Friday, October 22, 2021

August 15, 2021 WASHINGTON (AP) — President Joe Biden and other top U.S. officials were stunned on Sunday by the pace of the Taliban’s nearly complete takeover of Afghanistan, as the planned withdrawal of American forces urgently became a mission to ensure a safe evacuation.

The speed of the Afghan government’s collapse and the ensuing chaos posed the most serious test of Biden as commander in chief, and he was the subject of withering criticism from Republicans who said that he had failed.

Biden campaigned as a seasoned expert in international relations and has spent months downplaying the prospect of an ascendant Taliban while arguing that Americans of all political persuasions have tired of a 20-year war, a conflict that demonstrated the limits of money and military might to force a Western-style democracy on society not ready or willing to embrace it.

By Sunday, though, leading figures in the administration acknowledged they were caught off guard with the utter speed of the collapse of Afghan security forces. The challenge of that effort became clear after reports of sporadic gunfire at the Kabul airport prompted Americans to shelter as they awaited flights to safety.

 “We’ve seen that that force has been unable to defend the country, and that has happened more quickly than we anticipated,” Secretary of State Antony Blinken told CNN, referring to the Afghan military.

The turmoil in Afghanistan resets the focus in an unwelcome way for a president who has largely focused on a domestic agenda that includes emerging from the pandemic, winning congressional approval for trillions of dollars in infrastructure spending and protecting voting rights.

Biden remained at Camp David on Sunday, receiving regular briefings on Afghanistan and holding secure video conference calls with members of his national security team, according to senior White House officials. The next several days could be critical in determining whether the U.S. is able to regain some level of control over the situation.

Discussions were underway for Biden to speak publicly, according to two senior administration officials who requested anonymity to discuss internal conversations. Biden, who is scheduled to remain at Camp David through Wednesday, is expected to return to the White House if he decides to deliver an address.

Biden is the fourth U.S. president to confront challenges in Afghanistan and has insisted he wouldn’t hand America’s longest war to his successor. But the president will likely have to explain how security in Afghanistan unraveled so quickly, especially since he and others in the administration have insisted it wouldn’t happen.

“The jury is still out, but the likelihood there’s going to be the Taliban overrunning everything and owning the whole country is highly unlikely,” Biden said on July 8.

As recently as last week, Biden publicly expressed hope that Afghan forces could develop the will to defend their country. But privately, administration officials warned that the military was crumbling, prompting Biden on Thursday to order thousands of American troops into the region to speed up evacuation plans.

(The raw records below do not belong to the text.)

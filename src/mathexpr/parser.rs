//! Formula tokenizer and recursive-descent parser.
//!
//! Grammar, loosest binding first:
//!
//! ```text
//! tree      := op (('+' | '-') op)*
//! op        := ['-' | '+'] single (('*' | '/') single)*   (leading sign
//!              only after nothing or '(')
//! single    := '(' tree ')' | number | variable | func '(' tree ')'
//!              , followed by any number of '^' exponents whose target
//!              must be a number, optionally in one pair of parentheses
//! ```
//!
//! A '-' directly before a digit fuses into a negative literal when the
//! preceding token is nothing or '('; otherwise a leading '-' becomes a
//! unary negation of the whole multiplicative chain. The parser builds a
//! binary tree and hands back its post-order traversal.

use super::{BuildError, Opcode};

/// Reserved function names, matched case-insensitively.
const MATH_FUNCS: &[(&str, Opcode)] = &[
    ("COS", Opcode::Cos),
    ("SIN", Opcode::Sin),
    ("TAN", Opcode::Tan),
    ("COT", Opcode::Cot),
    ("ABS", Opcode::Abs),
    ("SGN", Opcode::Sgn),
    ("SQRT", Opcode::Sqrt),
    ("LOG", Opcode::Log),
    ("EXP", Opcode::Exp),
    ("ASIN", Opcode::Asin),
    ("ACOS", Opcode::Acos),
    ("ATAN", Opcode::Atan),
    ("ACOT", Opcode::Acot),
    ("SINH", Opcode::Sinh),
    ("COSH", Opcode::Cosh),
    ("TANH", Opcode::Tanh),
    ("COTH", Opcode::Coth),
    ("LOG10", Opcode::Log10),
    ("STEP", Opcode::Step),
];

#[derive(Clone, Copy, Debug, PartialEq)]
enum Token {
    /// End of formula.
    End,
    LParen,
    RParen,
    Plus,
    Minus,
    Times,
    Divide,
    Pow,
    Number(f64),
    Variable(usize),
    Func(Opcode),
}

/// Binary expression tree; functions keep their argument on the left.
struct Tree {
    op: Opcode,
    left: Option<Box<Tree>>,
    right: Option<Box<Tree>>,
}

impl Tree {
    fn leaf(op: Opcode) -> Self {
        Self {
            op,
            left: None,
            right: None,
        }
    }

    fn unary(op: Opcode, arg: Tree) -> Self {
        Self {
            op,
            left: Some(Box::new(arg)),
            right: None,
        }
    }

    fn binary(op: Opcode, left: Tree, right: Tree) -> Self {
        Self {
            op,
            left: Some(Box::new(left)),
            right: Some(Box::new(right)),
        }
    }

    /// Post-order emission: left, right, node.
    fn emit(&self, out: &mut Vec<Opcode>) {
        if let Some(left) = &self.left {
            left.emit(out);
        }
        if let Some(right) = &self.right {
            right.emit(out);
        }
        out.push(self.op);
    }
}

/// Parse state for a single build invocation.
struct Parser<'a, F> {
    src: &'a [u8],
    pos: usize,
    /// Token before `cur`; decides leading-sign handling.
    prev: Token,
    /// Most recently fetched token.
    cur: Token,
    bracket_count: i32,
    resolve: F,
}

pub(super) fn parse<F>(formula: &str, resolve: F) -> Result<Vec<Opcode>, BuildError>
where
    F: FnMut(&str) -> Option<usize>,
{
    let mut parser = Parser {
        src: formula.as_bytes(),
        pos: 0,
        prev: Token::End,
        cur: Token::End,
        bracket_count: 0,
        resolve,
    };
    let tree = parser.get_tree()?;
    if parser.bracket_count != 0 {
        return Err(BuildError::UnbalancedParens);
    }
    let mut ops = Vec::new();
    tree.emit(&mut ops);
    Ok(ops)
}

impl<F> Parser<'_, F>
where
    F: FnMut(&str) -> Option<usize>,
{
    /// tree := op (('+' | '-') op)*
    fn get_tree(&mut self) -> Result<Tree, BuildError> {
        let (mut left, mut lex) = self.get_op()?;
        loop {
            match lex {
                Token::End => break,
                Token::RParen => {
                    self.bracket_count -= 1;
                    break;
                }
                Token::Plus | Token::Minus => {
                    let op = if lex == Token::Plus {
                        Opcode::Add
                    } else {
                        Opcode::Sub
                    };
                    let (right, next) = self.get_op()?;
                    left = Tree::binary(op, left, right);
                    lex = next;
                }
                _ => return Err(BuildError::MissingOperator),
            }
        }
        Ok(left)
    }

    /// op := ['-' | '+'] single (('*' | '/') single)*
    ///
    /// A leading '-' negates the whole multiplicative chain.
    fn get_op(&mut self) -> Result<(Tree, Token), BuildError> {
        let mut lex = self.next_token()?;
        let mut negated = false;
        if matches!(self.prev, Token::End | Token::LParen) {
            if lex == Token::Minus {
                negated = true;
                lex = self.next_token()?;
            } else if lex == Token::Plus {
                lex = self.next_token()?;
            }
        }
        let (mut left, mut lex) = self.get_single_op(lex)?;
        while matches!(lex, Token::Times | Token::Divide) {
            let op = if lex == Token::Times {
                Opcode::Mul
            } else {
                Opcode::Div
            };
            let next = self.next_token()?;
            let (right, after) = self.get_single_op(next)?;
            left = Tree::binary(op, left, right);
            lex = after;
        }
        if negated {
            left = Tree::unary(Opcode::Negate, left);
        }
        Ok((left, lex))
    }

    /// single := '(' tree ')' | number | variable | func '(' tree ')',
    /// then any chain of '^' exponents.
    fn get_single_op(&mut self, lex: Token) -> Result<(Tree, Token), BuildError> {
        let mut left = match lex {
            Token::LParen => {
                self.bracket_count += 1;
                self.get_tree()?
            }
            Token::Number(value) => Tree::leaf(Opcode::Number(value)),
            Token::Variable(index) => Tree::leaf(Opcode::Variable(index)),
            Token::Func(op) => {
                if self.next_token()? != Token::LParen {
                    return Err(BuildError::FunctionWithoutParen);
                }
                self.bracket_count += 1;
                let arg = self.get_tree()?;
                Tree::unary(op, arg)
            }
            _ => return Err(BuildError::MissingOperand),
        };

        let mut lex = self.next_token()?;

        // Exponentiation binds to the preceding singleton; the exponent
        // must be a literal, optionally inside one pair of parentheses
        // (those are consumed here and never enter the bracket count).
        while lex == Token::Pow {
            lex = self.next_token()?;
            let bracketed = lex == Token::LParen;
            if bracketed {
                lex = self.next_token()?;
            }
            let Token::Number(value) = lex else {
                return Err(BuildError::ExponentNotNumber);
            };
            left = Tree::binary(Opcode::Pow, left, Tree::leaf(Opcode::Number(value)));
            if bracketed && self.next_token()? != Token::RParen {
                return Err(BuildError::UnbalancedParens);
            }
            lex = self.next_token()?;
        }
        Ok((left, lex))
    }

    /// Fetch the next token, updating the one-token lookbehind.
    fn next_token(&mut self) -> Result<Token, BuildError> {
        let token = self.scan_token()?;
        self.prev = self.cur;
        self.cur = token;
        Ok(token)
    }

    fn scan_token(&mut self) -> Result<Token, BuildError> {
        while self.pos < self.src.len() && self.src[self.pos] == b' ' {
            self.pos += 1;
        }
        if self.pos >= self.src.len() {
            return Ok(Token::End);
        }
        let c = self.src[self.pos];
        self.pos += 1;
        match c {
            b'(' => Ok(Token::LParen),
            b')' => Ok(Token::RParen),
            b'+' => Ok(Token::Plus),
            b'*' => Ok(Token::Times),
            b'/' => Ok(Token::Divide),
            b'^' => Ok(Token::Pow),
            b'-' => {
                // Fuse into a negative literal when a number can start
                // here: after nothing or an opening parenthesis.
                if self.pos < self.src.len()
                    && self.src[self.pos].is_ascii_digit()
                    && matches!(self.cur, Token::End | Token::LParen)
                {
                    let value = self.scan_number()?;
                    Ok(Token::Number(-value))
                } else {
                    Ok(Token::Minus)
                }
            }
            b'0'..=b'9' => {
                self.pos -= 1;
                let value = self.scan_number()?;
                Ok(Token::Number(value))
            }
            c if c.is_ascii_alphabetic() || c == b'_' => {
                self.pos -= 1;
                self.scan_name()
            }
            other => Err(BuildError::UnexpectedChar(other as char)),
        }
    }

    /// number := digits ['.' digits] ['E' ['+'|'-'] digits]
    fn scan_number(&mut self) -> Result<f64, BuildError> {
        let start = self.pos;
        while self.pos < self.src.len() && self.src[self.pos].is_ascii_digit() {
            self.pos += 1;
        }
        if self.pos < self.src.len() && self.src[self.pos] == b'.' {
            self.pos += 1;
            while self.pos < self.src.len() && self.src[self.pos].is_ascii_digit() {
                self.pos += 1;
            }
        }
        if self.pos < self.src.len() && matches!(self.src[self.pos], b'e' | b'E') {
            self.pos += 1;
            if self.pos < self.src.len() && matches!(self.src[self.pos], b'+' | b'-') {
                self.pos += 1;
            }
            if self.pos >= self.src.len() || !self.src[self.pos].is_ascii_digit() {
                return Err(BuildError::MalformedNumber);
            }
            while self.pos < self.src.len() && self.src[self.pos].is_ascii_digit() {
                self.pos += 1;
            }
        }
        let text = std::str::from_utf8(&self.src[start..self.pos]).expect("ascii digits");
        text.parse().map_err(|_| BuildError::MalformedNumber)
    }

    /// Identifier: a reserved function name or a caller variable.
    fn scan_name(&mut self) -> Result<Token, BuildError> {
        let start = self.pos;
        while self.pos < self.src.len() && is_name_char(self.src[self.pos]) {
            self.pos += 1;
        }
        let name = std::str::from_utf8(&self.src[start..self.pos]).expect("ascii name");
        for (func, op) in MATH_FUNCS {
            if name.eq_ignore_ascii_case(func) {
                return Ok(Token::Func(*op));
            }
        }
        match (self.resolve)(name) {
            Some(index) => Ok(Token::Variable(index)),
            None => Err(BuildError::UnknownName(name.to_string())),
        }
    }
}

fn is_name_char(c: u8) -> bool {
    c.is_ascii_alphanumeric() || c == b'_'
}

#[cfg(test)]
mod tests {
    use super::*;

    fn build(formula: &str) -> Result<Vec<Opcode>, BuildError> {
        parse(formula, |name| {
            if name.eq_ignore_ascii_case("A") {
                Some(0)
            } else if name.eq_ignore_ascii_case("B_2") {
                Some(1)
            } else {
                None
            }
        })
    }

    #[test]
    fn test_postfix_order() {
        // 2 + 3*4 emits operands before operators, tighter ops first.
        let ops = build("2 + 3*4").unwrap();
        assert_eq!(
            ops,
            vec![
                Opcode::Number(2.0),
                Opcode::Number(3.0),
                Opcode::Number(4.0),
                Opcode::Mul,
                Opcode::Add,
            ]
        );
    }

    #[test]
    fn test_parentheses_override_precedence() {
        let ops = build("(2 + 3)*4").unwrap();
        assert_eq!(
            ops,
            vec![
                Opcode::Number(2.0),
                Opcode::Number(3.0),
                Opcode::Add,
                Opcode::Number(4.0),
                Opcode::Mul,
            ]
        );
    }

    #[test]
    fn test_negative_literal_fuses_after_paren() {
        let ops = build("(-2)*3").unwrap();
        assert_eq!(ops[0], Opcode::Number(-2.0));
    }

    #[test]
    fn test_leading_minus_negates_whole_chain() {
        // -A*3 parses as -(A*3): one trailing negate.
        let ops = build("-A*3").unwrap();
        assert_eq!(
            ops,
            vec![
                Opcode::Variable(0),
                Opcode::Number(3.0),
                Opcode::Mul,
                Opcode::Negate,
            ]
        );
    }

    #[test]
    fn test_exponent_forms() {
        assert!(build("2^3").is_ok());
        assert!(build("2^(3)").is_ok());
        assert!(build("2^(-3)").is_ok());
        assert_eq!(build("2^A"), Err(BuildError::ExponentNotNumber));
        assert_eq!(build("2^(A)"), Err(BuildError::ExponentNotNumber));
    }

    #[test]
    fn test_number_with_exponent_suffix() {
        let ops = build("1.5E+2").unwrap();
        assert_eq!(ops, vec![Opcode::Number(150.0)]);
        assert_eq!(build("2E"), Err(BuildError::MalformedNumber));
        assert_eq!(build("2E+"), Err(BuildError::MalformedNumber));
    }

    #[test]
    fn test_function_requires_paren() {
        assert!(build("COS(A)").is_ok());
        assert_eq!(build("COS A"), Err(BuildError::FunctionWithoutParen));
    }

    #[test]
    fn test_function_names_case_insensitive() {
        assert_eq!(build("sqrt(4)").unwrap(), build("SQRT(4)").unwrap());
    }

    #[test]
    fn test_unbalanced_parens() {
        assert_eq!(build("(2+3"), Err(BuildError::UnbalancedParens));
        assert_eq!(build("2+3)"), Err(BuildError::UnbalancedParens));
    }

    #[test]
    fn test_missing_operand_and_operator() {
        assert_eq!(build(""), Err(BuildError::MissingOperand));
        assert_eq!(build("2*"), Err(BuildError::MissingOperand));
        assert_eq!(build("2 3"), Err(BuildError::MissingOperator));
    }

    #[test]
    fn test_underscored_variable() {
        let ops = build("B_2 + 1").unwrap();
        assert_eq!(ops[0], Opcode::Variable(1));
    }

    #[test]
    fn test_unexpected_character() {
        assert_eq!(build("2 % 3"), Err(BuildError::UnexpectedChar('%')));
    }
}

One official said Biden was more sanguine on projections for the Afghan fighters to hold off the Taliban in part to prevent a further erosion in morale among their force. It was ultimately for naught.

Presidents Barack Obama and Donald Trump also yearned to leave Afghanistan, but ultimately stood down in the face of resistance from military leaders and other political concerns. Biden, on the other hand, has been steadfast in his refusal to change the Aug. 31 deadline, in part because of his belief that the American public is on his side.

A late July ABC News/Ipsos poll, for instance, showed 55% of Americans approving of Biden’s handling of the troop withdrawal.

Most Republicans have not pushed Biden to keep troops in Afghanistan over the long term and they also supported Trump’s own push to exit the country. Still, some in the GOP are stepping up their critique of Biden’s withdrawal strategy and said images from Sunday of American helicopters circling the U.S. Embassy in Kabul evoked the humiliating departure of U.S. personnel from Vietnam.

Senate Republican leader Mitch McConnell deemed the scenes of withdrawal as “the embarrassment of a superpower laid low.”

Meanwhile, U.S. officials are increasingly concerned about the potential for the rise in terrorist threats against the U.S. as the situation in Afghanistan devolves, according to a person familiar with the matter who requested anonymity to discuss a sensitive security matter.

Gen. Mark Milley, the chairman of the Joint Chiefs of Staff, told senators on a briefing call Sunday that U.S. officials are expected to alter their earlier assessments about the pace of terrorist groups reconstituting in Afghanistan, the person said. Based on the evolving situation, officials believe terror groups like al-Qaida may be able to grow much faster than expected.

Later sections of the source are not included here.